Hi all,

Let's continue this discussion in the developers mailing list. 

See my reply there:
http://restlet.tigris.org/ds/viewMessage.do?dsForumId=7458&dsMessageId=1022072

Best regards,
Jerome Louvel
--
Restlet ~ Founder and Lead developer ~ http://www.restlet.org
Noelios Technologies ~ Co-founder ~ http://www.noelios.com


-----Message d'origine-----
De : Raif S. Naffah [mailto:tig...@naffah-raif.name] 
Envoye : samedi 3 janvier 2009 00:19
A : discuss@restlet.tigris.org
Objet : securing Restlet 1.2

hello all,

i went through the 13 "High priority enhancements for Restlet 1.2" in the 
"Requirements" section of "Security re-factoring" found here 
(http://wiki.restlet.org/developers/172-restlet/212-restlet.html) and tried 
to classify them in order to come up with an implementation plan.  here are 
my thoughts:

* the only one comprehensive approach for covering Authentication and 
Authorization needs is JSecurity ([I658] Add support for JSecurity).  if 
implemented, this would IMO also achieve:

  # [I288] Support pre-emptive authentication
  # [I503] Give access to connector authentication
  # [I504] Add notion of realm
  # [I605] Support cookie based authentication

the other requirements, excluding [I505] Re-factor authentication and 
authorization, can be classified as:

* add support for more/other authentication mechanisms.  these could be 
achieved by implementing JSecurity classes (in org.jsecurity.authc packages) 
either in the JSecurity project, or here and contributing them to that 
project:

  # [I444] Support SPNEGO authentication
  # [I446] Support OpenID authentication
  # [I447] Support JAAS authentication

* improving the current mechanisms.  these could be achieved by designing 
the framework to allow (at least the Guard) to inject security constraints 
and have the (Guard) methods delegate the work to the security framework.  
this way the existing (and future) work done on the Guard would not be lost 
or in need of (too much) re-writing:

  # [I485] Support htpasswd encrypted files in Guard
  # [I567] Improve HTTP Digest support
  # [I606] Improve OAuth extension
  # [I634] Guard.checkSecret should accept a Response object


i'm seeking feedback on the following proposed plan:

* adopt JSecurity (http://www.jsecurity.org/) as the base Authentication and 
Authorization provider for Restlet.  their code is published under an Apache 
2.0 Open Source License, and the project itself is in incubation state for 
becoming an Apache product.

* hide as little as possible JSecurity classes in Restlet.  this basically 
means adding a dependency to the Restlet Core on the JSecurity JARs --for 
JDK 5 and later, the following is a minimum (when the security services are 
enabled): jsecurity.jar, commons-logging.jar; for heterogeneous clients, SSO 
support: ehcache.jar, and backport-util-concurrent.jar.

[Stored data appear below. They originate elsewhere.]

//! 任务执行框架
//!
//! 通用的有界并发执行器，负责调度、重试和失败收集；
//! 失败原因的判断交给任务单元自己

pub mod executor;
pub mod task;

pub use executor::TaskExecutor;
pub use task::{LostTask, TaskInfo, TaskInfoItem, TaskUnit, TaskUnitRunResult};
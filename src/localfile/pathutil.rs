//! 本地/网盘路径处理
//!
//! 网盘路径统一使用 `/` 分隔并以 `/` 开头

/// 网盘路径分隔符
pub const REMOTE_SEPARATOR: char = '/';

/// 将 Windows 风格分隔符转换为 `/`
pub fn to_unix_separator(path: &str) -> String {
    path.replace('\\', "/")
}

/// 规范化网盘路径：去除多余分隔符、`.` 和 `..`
pub fn clean_remote_path(path: &str) -> String {
    let mut parts: Vec<&str> = Vec::new();
    for seg in path.split(REMOTE_SEPARATOR) {
        match seg {
            "" | "." => {}
            ".." => {
                parts.pop();
            }
            s => parts.push(s),
        }
    }
    format!("/{}", parts.join("/"))
}

/// 拼接网盘路径
pub fn join_remote(base: &str, sub: &str) -> String {
    clean_remote_path(&format!("{}/{}", base, sub))
}

/// 网盘路径的父目录（根目录的父目录仍为根目录）
pub fn remote_parent(path: &str) -> String {
    let cleaned = clean_remote_path(path);
    match cleaned.rsplit_once(REMOTE_SEPARATOR) {
        Some(("", _)) | None => "/".to_string(),
        Some((parent, _)) => parent.to_string(),
    }
}
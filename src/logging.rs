//! 日志系统配置
//!
//! 控制台输出 + 可选的文件输出。日志文件按启动时间命名，
//! 超过单文件上限后滚动到 `_N` 后缀的新文件，初始化时清理过期文件。

use crate::config::LogConfig;
use chrono::Local;
use std::fs::{self, File, OpenOptions};
use std::io::{self, Write};
use std::path::{Path, PathBuf};
use std::sync::Arc;

use parking_lot::Mutex;
use tracing::info;
use tracing_appender::non_blocking::WorkerGuard;
use tracing_subscriber::{
    fmt::{self, time::ChronoLocal},
    layer::SubscriberExt,
    util::SubscriberInitExt,
    EnvFilter,
};

/// 日志文件名前缀
const LOG_FILE_PREFIX: &str = "cloudpan-upload.";

/// 日志时间格式
const LOG_TIME_FORMAT: &str = "%Y-%m-%d %H:%M:%S%.3f";

/// 滚动写入状态
struct RollingFile {
    /// 启动时间戳（YYYY-MM-DD-HHMMSS）
    start_timestamp: String,
    log_dir: PathBuf,
    file: Option<File>,
    /// 0 为基础文件，之后每次滚动加一
    index: u32,
    max_file_size: u64,
    written: u64,
}

impl RollingFile {
    fn open(log_dir: PathBuf, max_file_size: u64) -> io::Result<Self> {
        let mut rolling = Self {
            start_timestamp: Local::now().format("%Y-%m-%d-%H%M%S").to_string(),
            log_dir,
            file: None,
            index: 0,
            max_file_size,
            written: 0,
        };
        rolling.open_current()?;
        Ok(rolling)
    }

    fn path_for(&self, index: u32) -> PathBuf {
        let name = if index == 0 {
            format!("{}{}.log", LOG_FILE_PREFIX, self.start_timestamp)
        } else {
            format!("{}{}_{}.log", LOG_FILE_PREFIX, self.start_timestamp, index)
        };
        self.log_dir.join(name)
    }

    fn open_current(&mut self) -> io::Result<()> {
        let file = OpenOptions::new()
            .create(true)
            .append(true)
            .open(self.path_for(self.index))?;
        self.file = Some(file);
        self.written = 0;
        Ok(())
    }

    fn write_buf(&mut self, buf: &[u8]) -> io::Result<usize> {
        // 空文件时即使超过上限也写入，避免单条超长日志导致无限滚动
        if self.written > 0 && self.written + buf.len() as u64 > self.max_file_size {
            if let Some(mut old) = self.file.take() {
                old.flush()?;
            }
            self.index += 1;
            self.open_current()?;
        }

        match self.file.as_mut() {
            Some(file) => {
                let n = file.write(buf)?;
                self.written += n as u64;
                Ok(n)
            }
            None => Err(io::Error::new(io::ErrorKind::Other, "日志文件未打开")),
        }
    }
}

/// 按大小滚动的日志文件
///
/// 实现 `Write`，作为 tracing-appender 的输出目标
#[derive(Clone)]
pub struct LogFileManager {
    inner: Arc<Mutex<RollingFile>>,
}

impl LogFileManager {
    pub fn new(log_dir: PathBuf, max_file_size: u64) -> io::Result<Self> {
        Ok(Self {
            inner: Arc::new(Mutex::new(RollingFile::open(log_dir, max_file_size)?)),
        })
    }

    /// 当前写入的文件路径
    pub fn current_path(&self) -> PathBuf {
        let inner = self.inner.lock();
        inner.path_for(inner.index)
    }
}

impl Write for LogFileManager {
    fn write(&mut self, buf: &[u8]) -> io::Result<usize> {
        self.inner.lock().write_buf(buf)
    }

    fn flush(&mut self) -> io::Result<()> {
        match self.inner.lock().file.as_mut() {
            Some(file) => file.flush(),
            None => Ok(()),
        }
    }
}

/// 日志系统守卫
///
/// 必须保持存活，否则后台写入线程退出，文件日志丢失
pub struct LogGuard {
    _file_guard: Option<WorkerGuard>,
}

/// 初始化日志系统
///
/// `RUST_LOG` 优先于配置中的级别。重复初始化时保留已有的全局订阅器。
pub fn init_logging(config: &LogConfig) -> LogGuard {
    let env_filter =
        EnvFilter::try_from_default_env().unwrap_or_else(|_| EnvFilter::new(&config.level));

    let console_layer = fmt::layer()
        .with_target(true)
        .with_timer(ChronoLocal::new(LOG_TIME_FORMAT.to_string()))
        .with_ansi(true);

    let file_manager = if config.enabled {
        fs::create_dir_all(&config.log_dir)
            .and_then(|_| LogFileManager::new(config.log_dir.clone(), config.max_file_size))
            .map_err(|e| eprintln!("创建日志文件失败: {:?}, 回退到仅控制台输出: {}", config.log_dir, e))
            .ok()
    } else {
        None
    };

    let Some(file_manager) = file_manager else {
        let _ = tracing_subscriber::registry()
            .with(env_filter)
            .with(console_layer)
            .try_init();
        return LogGuard { _file_guard: None };
    };

    let (non_blocking, file_guard) = tracing_appender::non_blocking(file_manager);
    let file_layer = fmt::layer()
        .with_target(true)
        .with_timer(ChronoLocal::new(LOG_TIME_FORMAT.to_string()))
        .with_ansi(false)
        .with_writer(non_blocking);

    let _ = tracing_subscriber::registry()
        .with(env_filter)
        .with(console_layer)
        .with(file_layer)
        .try_init();

    info!(
        "日志系统初始化完成: 目录={:?}, 保留天数={}, 级别={}",
        config.log_dir, config.retention_days, config.level
    );

    let removed = cleanup_old_logs(&config.log_dir, config.retention_days);
    if removed > 0 {
        info!("已清理 {} 个过期日志文件", removed);
    }

    LogGuard {
        _file_guard: Some(file_guard),
    }
}

/// 清理超过保留天数的日志文件，返回删除数量
fn cleanup_old_logs(log_dir: &Path, retention_days: u32) -> usize {
    let today = Local::now().date_naive();
    let retention = chrono::Duration::days(retention_days as i64);

    let entries = match fs::read_dir(log_dir) {
        Ok(entries) => entries,
        Err(e) => {
            tracing::warn!("读取日志目录失败: {:?}, 错误: {}", log_dir, e);
            return 0;
        }
    };

    let mut removed = 0;
    for entry in entries.flatten() {
        let path = entry.path();
        let Some(name) = path.file_name().and_then(|s| s.to_str()) else {
            continue;
        };
        let Some(date) = extract_date_from_filename(name) else {
            continue;
        };
        if today.signed_duration_since(date) <= retention {
            continue;
        }
        match fs::remove_file(&path) {
            Ok(()) => removed += 1,
            Err(e) => tracing::warn!("删除过期日志文件失败: {:?}, 错误: {}", path, e),
        }
    }
    removed
}

/// 从 `cloudpan-upload.YYYY-MM-DD-HHMMSS[_N].log` 中取出日期
fn extract_date_from_filename(filename: &str) -> Option<chrono::NaiveDate> {
    let stem = filename.strip_prefix(LOG_FILE_PREFIX)?.strip_suffix(".log")?;
    let date = stem.get(..10)?;
    chrono::NaiveDate::parse_from_str(date, "%Y-%m-%d").ok()
}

* add one service (SecurityService in org.restlet.service) and enough 
classes in Restlet (mainly org.restlet.security package) to configure, 
enable/disable and use the JSecurity classes.

* re-factor Guard to re-use the above so its existing sub-classes can 
continue to work unchanged.


at a later stage, i think it could be beneficial to look at how we can 
configure and use this security framework separately or in collaboration at 
the Component, VirtualHost and Application levels.